Le gouvernement s’installe à pieds joints dans votre vie familiale. Non content de squatter votre assiette, votre garage, votre portefeuille ou votre lit conjugal, il compte désormais s’attaquer à ce qui vous est le plus cher : vos enfants.

Vous n’êtes pas parents ? Ceci vous concerne quand même. Car les droits fondamentaux de tout individu libre et responsable font l’objet de ces attaques.

Le porno en cœur de cible

Sous la pression de l’industrie et, surtout, des défenseurs des droits individuels, le gouvernement britannique a reporté l’introduction de son « Porn Block » qui était annoncée pour le début de ce mois d’avril. Un projet controversé, visant à interdire le visionnage des sites pornographiques pour les moins de 18 ans. Les sites ne respectant pas la nouvelle loi étaient passibles d’une amende de 250 000 livres (290 000 euros).

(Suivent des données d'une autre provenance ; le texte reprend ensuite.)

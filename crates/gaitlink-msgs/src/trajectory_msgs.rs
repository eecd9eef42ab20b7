//! Definitions from the ROS `trajectory_msgs` package that gaitlink consumes.

use schemars::JsonSchema;
use serde::{Deserialize, Serialize};

use crate::builtin::Duration;
use crate::geometry_msgs::{Transform, Twist};
use crate::std_msgs::Header;

/// A single knot on a joint-space trajectory.
///
/// All per-joint arrays are positional: entry `i` belongs to joint `i` of the
/// owning trajectory's `joint_names`. Arrays other than `positions` may be
/// empty when the publisher does not constrain them.
#[derive(Clone, Debug, Default, PartialEq, Serialize, Deserialize, JsonSchema)]
#[serde(default)]
pub struct JointTrajectoryPoint {
    pub positions: Vec<f64>,
    pub velocities: Vec<f64>,
    pub accelerations: Vec<f64>,
    pub effort: Vec<f64>,
    /// Offset of this knot from the start of trajectory execution.
    pub time_from_start: Duration,
}

/// A joint-space trajectory: named joints plus an ordered knot sequence.
#[derive(Clone, Debug, Default, PartialEq, Serialize, Deserialize, JsonSchema)]
#[serde(default)]
pub struct JointTrajectory {
    pub header: Header,
    pub joint_names: Vec<String>,
    pub points: Vec<JointTrajectoryPoint>,
}

/// A single knot on a multi-DOF trajectory.
///
/// Entry `i` of each array belongs to joint `i` of the owning trajectory's
/// `joint_names`.
#[derive(Clone, Debug, Default, PartialEq, Serialize, Deserialize, JsonSchema)]
#[serde(default)]
pub struct MultiDofJointTrajectoryPoint {
    pub transforms: Vec<Transform>,
    pub velocities: Vec<Twist>,
    pub accelerations: Vec<Twist>,
    /// Offset of this knot from the start of trajectory execution.
    pub time_from_start: Duration,
}

/// A trajectory over joints whose state is a full rigid-body transform
/// rather than a scalar angle. Swing foot trajectories arrive in this form,
/// with one named "joint" per limb.
#[derive(Clone, Debug, Default, PartialEq, Serialize, Deserialize, JsonSchema)]
#[serde(default)]
pub struct MultiDofJointTrajectory {
    pub header: Header,
    pub joint_names: Vec<String>,
    pub points: Vec<MultiDofJointTrajectoryPoint>,
}
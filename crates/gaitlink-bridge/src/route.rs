//! Topic routing: which wire topic feeds which message lane.
//!
//! The [`SubscriptionTable`] is the bridge's only mutable shared state. The
//! preview panel and the monitor register the topics they care about; the
//! [`FrameRouter`] consults the table for every incoming frame and drops
//! whatever is not mapped. Removing an entry is how a subscription is
//! cancelled – further frames on that topic simply stop being delivered.

use std::collections::HashMap;
use std::sync::{Arc, RwLock};

use serde_json::Value;
use tracing::{debug, warn};

use crate::bus::{BusPayload, Event, EventBus};
use gaitlink_msgs::{
    ExecuteStepsFeedback, ExecuteStepsGoal, ExecuteStepsResult, RobotState,
};

/// The kind of message a subscribed topic carries.
#[derive(Debug, Clone, Copy, PartialEq, Eq, Hash)]
pub enum Lane {
    Goal,
    Feedback,
    Result,
    RobotState,
}

/// Shared topic → [`Lane`] map. Clone-cheap via [`Arc`]; reads dominate.
#[derive(Debug, Default)]
pub struct SubscriptionTable {
    inner: RwLock<HashMap<String, Lane>>,
}

impl SubscriptionTable {
    pub fn new() -> Arc<Self> {
        Arc::new(SubscriptionTable::default())
    }

    /// Map `topic` to `lane`, replacing any previous mapping for that topic.
    pub fn subscribe(&self, topic: impl Into<String>, lane: Lane) {
        let topic = topic.into();
        debug!(topic = %topic, lane = ?lane, "topic subscribed");
        self.write().insert(topic, lane);
    }

    /// Remove the mapping for `topic`. Returns whether one existed.
    pub fn unsubscribe(&self, topic: &str) -> bool {
        let removed = self.write().remove(topic).is_some();
        if removed {
            debug!(topic = %topic, "topic unsubscribed");
        }
        removed
    }

    /// The lane `topic` feeds, if any.
    pub fn lane_for(&self, topic: &str) -> Option<Lane> {
        self.read().get(topic).copied()
    }

    fn read(&self) -> std::sync::RwLockReadGuard<'_, HashMap<String, Lane>> {
        self.inner.read().unwrap_or_else(|poisoned| poisoned.into_inner())
    }

    fn write(&self) -> std::sync::RwLockWriteGuard<'_, HashMap<String, Lane>> {
        self.inner
            .write()
            .unwrap_or_else(|poisoned| poisoned.into_inner())
    }
}

/// Parses rosbridge-style text frames and feeds mapped ones onto the bus.
///
/// A frame is `{"op":"publish","topic":"/...","msg":{...}}`. Everything
/// else – other ops, unmapped topics, payloads that do not deserialize as
/// the lane's message type – is dropped without propagating an error, which
/// is the whole error policy of a display layer.
#[derive(Clone)]
pub struct FrameRouter {
    bus: Arc<EventBus>,
    table: Arc<SubscriptionTable>,
}

impl FrameRouter {
    pub fn new(bus: Arc<EventBus>, table: Arc<SubscriptionTable>) -> Self {
        Self { bus, table }
    }

    /// Handle one incoming text frame.
    pub fn route_text(&self, text: &str) {
        let Ok(frame) = serde_json::from_str::<Value>(text) else {
            debug!("dropping frame that is not JSON");
            return;
        };

        let op = frame.get("op").and_then(|v| v.as_str()).unwrap_or("");
        if op != "publish" {
            return;
        }
        let Some(topic) = frame.get("topic").and_then(|t| t.as_str()) else {
            return;
        };
        let Some(lane) = self.table.lane_for(topic) else {
            debug!(topic = %topic, "dropping frame on unmapped topic");
            return;
        };
        let msg = frame.get("msg").cloned().unwrap_or(Value::Null);

        let payload = match lane {
            Lane::Goal => serde_json::from_value::<ExecuteStepsGoal>(msg).map(BusPayload::Goal),
            Lane::Feedback => {
                serde_json::from_value::<ExecuteStepsFeedback>(msg).map(BusPayload::Feedback)
            }
            Lane::Result => {
                serde_json::from_value::<ExecuteStepsResult>(msg).map(BusPayload::Result)
            }
            Lane::RobotState => {
                serde_json::from_value::<RobotState>(msg).map(BusPayload::RobotState)
            }
        };

        match payload {
            Ok(payload) => {
                let _ = self.bus.publish(Event::new(topic, payload));
            }
            Err(e) => {
                warn!(topic = %topic, error = %e, "dropping malformed message");
            }
        }
    }
}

Concrètement, les internautes britanniques souhaitant accéder à un site pornographique devraient matériellement prouver qu’ils ont plus de 18 ans. « Matériellement », cela signifie qu’il ne suffit plus de cliquer sur un bandeau « I’m over 18 ». Le système réclame votre adresse mail et tente de vérifier votre assertion en allant jusqu’à vérifier votre âge par SMS via — s’il le faut — votre carte de crédit ou votre permis de conduire. Des « pass porno » sont même disponibles à l’achat dans certains magasins pour prouver — au gouvernement qui veut votre bien — que vous avez l’âge requis pour visionner une p*pe ou une l*vr*ette.

Le site Wired s’est amusé à relever toutes les raisons pour lesquelles cette idée relevait du mauvais plan. D’abord parce que n’importe quel ressortissant de Sa Majesté peut, avec un VPN simulant une connexion depuis un autre pays, avoir accès aux innombrables sites porno dont fourmille le web. Ensuite, parce que cette interdiction gouvernementale pousse aux comportements parallèles (devenus, par force de loi, illicites). Enfin (et surtout), parce que le gouvernement britannique peut ainsi avoir accès, sans se fouler, à une base de données exhaustive de personnes consultant des sites de po*n.

Vous voyez venir la suite ?

Vos enfants regardent du porno sur le web : qui est responsable ?

L’immixtion subreptice du législateur sur ce thème clivant s’appuie sur des données factuelles. Selon une étude réalisée conjointement par l’université du Middlesex et par la NSPCC — une association caritative de protection des enfants —, 65 % des adolescents de 15-16 ans et 48 % des 11-16 ans ont déjà vu des contenus pornographiques en ligne. 28 % des enfants tomberaient dessus par hasard tandis que 19 % les chercheraient volontairement.

La question centrale, occultée par ce genre d’étude, peut se résumer en quelques mots : qui est responsable de votre enfant ? Vous ? Ou le gouvernement ?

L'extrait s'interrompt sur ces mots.